> **What to work on**: First find the line with "and value lists." in the entries below, then set down exactly every line through the line with "pub fn is_empty(&self)", that line included.

START Input data

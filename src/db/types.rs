//! Result rows and backend value decoding.
//!
//! Rows coming back from any backend are decoded into a `Row` of JSON values so
//! the transaction layer never has to know which driver produced them.
//!
//! # Architecture
//!
//! Type conversion uses a two-phase approach:
//! 1. `TypeCategory` classifies the value's type name into a logical category
//! 2. Driver-specific decoders handle the actual value extraction
//!
//! The type name is taken from the value itself rather than the column, so
//! SQLite expressions such as `COUNT(*)` (which have no declared type) decode
//! by their runtime storage class.

use crate::error::{TxError, TxResult};
use serde::Serialize;
use serde::de::DeserializeOwned;
use serde_json::Value as JsonValue;
use sqlx::mysql::MySqlRow;
use sqlx::postgres::PgRow;
use sqlx::sqlite::SqliteRow;
use sqlx::{Column, Row as SqlxRow, TypeInfo, ValueRef};

/// A single result row.
#[derive(Debug, Clone, PartialEq, Serialize)]
pub struct Row {
    columns: Vec<String>,
    values: Vec<JsonValue>,
}

impl Row {
    /// Build a row from parallel column and value lists.
    pub fn new(columns: Vec<String>, values: Vec<JsonValue>) -> Self {
        debug_assert_eq!(columns.len(), values.len());
        Self { columns, values }
    }

    pub fn len(&self) -> usize {
        self.values.len()
    }

    pub fn is_empty(&self) -> bool {
        self.values.is_empty()
    }

    pub fn columns(&self) -> &[String] {
        &self.columns
    }

    pub fn values(&self) -> &[JsonValue] {
        &self.values
    }

    /// Value at a column index.
    pub fn get(&self, idx: usize) -> Option<&JsonValue> {
        self.values.get(idx)
    }

    /// Value of the first column with the given name.
    pub fn get_by_name(&self, name: &str) -> Option<&JsonValue> {
        self.columns
            .iter()
            .position(|c| c == name)
            .and_then(|idx| self.values.get(idx))
    }

    /// First value in the row.
    pub fn front(&self) -> Option<&JsonValue> {
        self.values.first()
    }

    /// Deserialize the value at `idx` into `T`.
    pub fn try_get<T: DeserializeOwned>(&self, idx: usize) -> TxResult<T> {
        let value = self.get(idx).ok_or_else(|| {
            TxError::usage(format!(
                "Column index {} out of bounds (row has {} columns)",
                idx,
                self.len()
            ))
        })?;
        serde_json::from_value(value.clone()).map_err(|e| {
            TxError::usage(format!(
                "Cannot convert column '{}' ({}): {}",
                self.columns[idx], value, e
            ))
        })
    }

    /// Convert to a column-name keyed JSON map.
    pub fn to_json_map(&self) -> serde_json::Map<String, JsonValue> {
        self.columns
            .iter()
            .cloned()
            .zip(self.values.iter().cloned())
            .collect()
    }
}

// =============================================================================
// Type Classification
// =============================================================================

/// Logical category for value types.
#[derive(Debug, Clone, Copy, PartialEq, Eq)]
pub enum TypeCategory {
    Integer,
    Float,
    Decimal,
    Boolean,
    Text,
    Binary,
    Json,
    Null,
}

/// Classify a type name into a logical category.
pub fn categorize_type(type_name: &str) -> TypeCategory {
    let lower = type_name.to_lowercase();

    if lower == "null" {
        return TypeCategory::Null;
    }
    if lower.contains("decimal") || lower == "numeric" {
        return TypeCategory::Decimal;
    }
    if lower.contains("int") || lower.contains("serial") || lower.contains("tiny") {
        return TypeCategory::Integer;
    }
    if lower == "bool" || lower == "boolean" {
        return TypeCategory::Boolean;
    }
    if lower.contains("float") || lower.contains("double") || lower == "real" {
        return TypeCategory::Float;
    }
    if lower == "json" || lower == "jsonb" {
        return TypeCategory::Json;
    }
    if lower.contains("blob") || lower.contains("binary") || lower == "bytea" {
        return TypeCategory::Binary;
    }
    TypeCategory::Text
}

/// Encode binary data as base64 text.
pub fn encode_binary_value(bytes: &[u8]) -> JsonValue {
    use base64::{Engine as _, engine::general_purpose::STANDARD};
    JsonValue::String(STANDARD.encode(bytes))
}

fn float_value(v: f64) -> JsonValue {
    serde_json::Number::from_f64(v)
        .map(JsonValue::Number)
        .unwrap_or_else(|| JsonValue::String(v.to_string()))
}

// =============================================================================
// Driver Row Conversion
// =============================================================================

/// Conversion from a driver row into a `Row`.
pub trait IntoRow {
    fn to_row(&self) -> Row;
}

macro_rules! impl_into_row {
    ($row:ty, $decoder:path) => {
        impl IntoRow for $row {
            fn to_row(&self) -> Row {
                let columns = self
                    .columns()
                    .iter()
                    .map(|col| col.name().to_string())
                    .collect();
                let values = (0..self.columns().len())
                    .map(|idx| {
                        let category = match self.try_get_raw(idx) {
                            Ok(raw) if raw.is_null() => TypeCategory::Null,
                            Ok(raw) => categorize_type(raw.type_info().name()),
                            Err(_) => TypeCategory::Null,
                        };
                        $decoder(self, idx, category)
                    })
                    .collect();
                Row::new(columns, values)
            }
        }
    };
}

impl_into_row!(MySqlRow, mysql::decode_column);
impl_into_row!(PgRow, postgres::decode_column);
impl_into_row!(SqliteRow, sqlite::decode_column);

// =============================================================================
// Driver-Specific Decoders
// =============================================================================

mod mysql {
    use super::*;

    pub fn decode_column(row: &MySqlRow, idx: usize, category: TypeCategory) -> JsonValue {
        match category {
            TypeCategory::Null => JsonValue::Null,
            TypeCategory::Integer => {
                if let Ok(Some(v)) = row.try_get::<Option<i64>, _>(idx) {
                    return JsonValue::Number(v.into());
                }
                if let Ok(Some(v)) = row.try_get::<Option<u64>, _>(idx) {
                    return JsonValue::Number(v.into());
                }
                decode_text(row, idx)
            }
            TypeCategory::Boolean => row
                .try_get::<Option<bool>, _>(idx)
                .ok()
                .flatten()
                .map(JsonValue::Bool)
                .unwrap_or(JsonValue::Null),
            TypeCategory::Float => row
                .try_get::<Option<f64>, _>(idx)
                .ok()
                .flatten()
                .map(float_value)
                .unwrap_or_else(|| decode_text(row, idx)),
            TypeCategory::Binary => row
                .try_get::<Option<Vec<u8>>, _>(idx)
                .ok()
                .flatten()
                .map(|v| encode_binary_value(&v))
                .unwrap_or(JsonValue::Null),
            TypeCategory::Json => row
                .try_get::<Option<JsonValue>, _>(idx)
                .ok()
                .flatten()
                .unwrap_or(JsonValue::Null),
            TypeCategory::Decimal | TypeCategory::Text => decode_text(row, idx),
        }
    }

    // Text protocol: DECIMAL and temporal values arrive as strings
    fn decode_text(row: &MySqlRow, idx: usize) -> JsonValue {
        row.try_get_unchecked::<Option<String>, _>(idx)
            .ok()
            .flatten()
            .map(JsonValue::String)
            .unwrap_or(JsonValue::Null)
    }
}

mod postgres {
    use super::*;

    pub fn decode_column(row: &PgRow, idx: usize, category: TypeCategory) -> JsonValue {
        match category {
            TypeCategory::Null => JsonValue::Null,
            TypeCategory::Integer => {
                if let Ok(Some(v)) = row.try_get::<Option<i64>, _>(idx) {
                    return JsonValue::Number(v.into());
                }
                if let Ok(Some(v)) = row.try_get::<Option<i32>, _>(idx) {
                    return JsonValue::Number(v.into());
                }
                if let Ok(Some(v)) = row.try_get::<Option<i16>, _>(idx) {
                    return JsonValue::Number(v.into());
                }
                JsonValue::Null
            }
            TypeCategory::Boolean => row
                .try_get::<Option<bool>, _>(idx)
                .ok()
                .flatten()
                .map(JsonValue::Bool)
                .unwrap_or(JsonValue::Null),
            TypeCategory::Float => {
                if let Ok(Some(v)) = row.try_get::<Option<f64>, _>(idx) {
                    return float_value(v);
                }
                if let Ok(Some(v)) = row.try_get::<Option<f32>, _>(idx) {
                    return float_value(v as f64);
                }
                JsonValue::Null
            }
            TypeCategory::Binary => row
                .try_get::<Option<Vec<u8>>, _>(idx)
                .ok()
                .flatten()
                .map(|v| encode_binary_value(&v))
                .unwrap_or(JsonValue::Null),
            TypeCategory::Json => row
                .try_get::<Option<JsonValue>, _>(idx)
                .ok()
                .flatten()
                .unwrap_or(JsonValue::Null),
            TypeCategory::Decimal | TypeCategory::Text => row
                .try_get_unchecked::<Option<String>, _>(idx)
                .ok()
                .flatten()
                .map(JsonValue::String)
                .unwrap_or(JsonValue::Null),
        }
    }
}

mod sqlite {
    use super::*;

    pub fn decode_column(row: &SqliteRow, idx: usize, category: TypeCategory) -> JsonValue {
        match category {
            TypeCategory::Null => JsonValue::Null,
            TypeCategory::Integer | TypeCategory::Boolean => row
                .try_get::<Option<i64>, _>(idx)
                .ok()
                .flatten()
                .map(|v| JsonValue::Number(v.into()))
                .unwrap_or(JsonValue::Null),
            TypeCategory::Float | TypeCategory::Decimal => row
                .try_get::<Option<f64>, _>(idx)
                .ok()
                .flatten()
                .map(float_value)
                .unwrap_or(JsonValue::Null),
            TypeCategory::Binary => row
                .try_get::<Option<Vec<u8>>, _>(idx)
                .ok()
                .flatten()
                .map(|v| encode_binary_value(&v))
                .unwrap_or(JsonValue::Null),
            TypeCategory::Json | TypeCategory::Text => row
                .try_get::<Option<String>, _>(idx)
                .ok()
                .flatten()
                .map(JsonValue::String)
                .unwrap_or(JsonValue::Null),
        }
    }
}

END Input data

> **Solution for this exercise**:
    /// Build a row from parallel column and value lists.
    pub fn new(columns: Vec<String>, values: Vec<JsonValue>) -> Self {
        debug_assert_eq!(columns.len(), values.len());
        Self { columns, values }
    }

    pub fn len(&self) -> usize {
        self.values.len()
    }

    pub fn is_empty(&self) -> bool {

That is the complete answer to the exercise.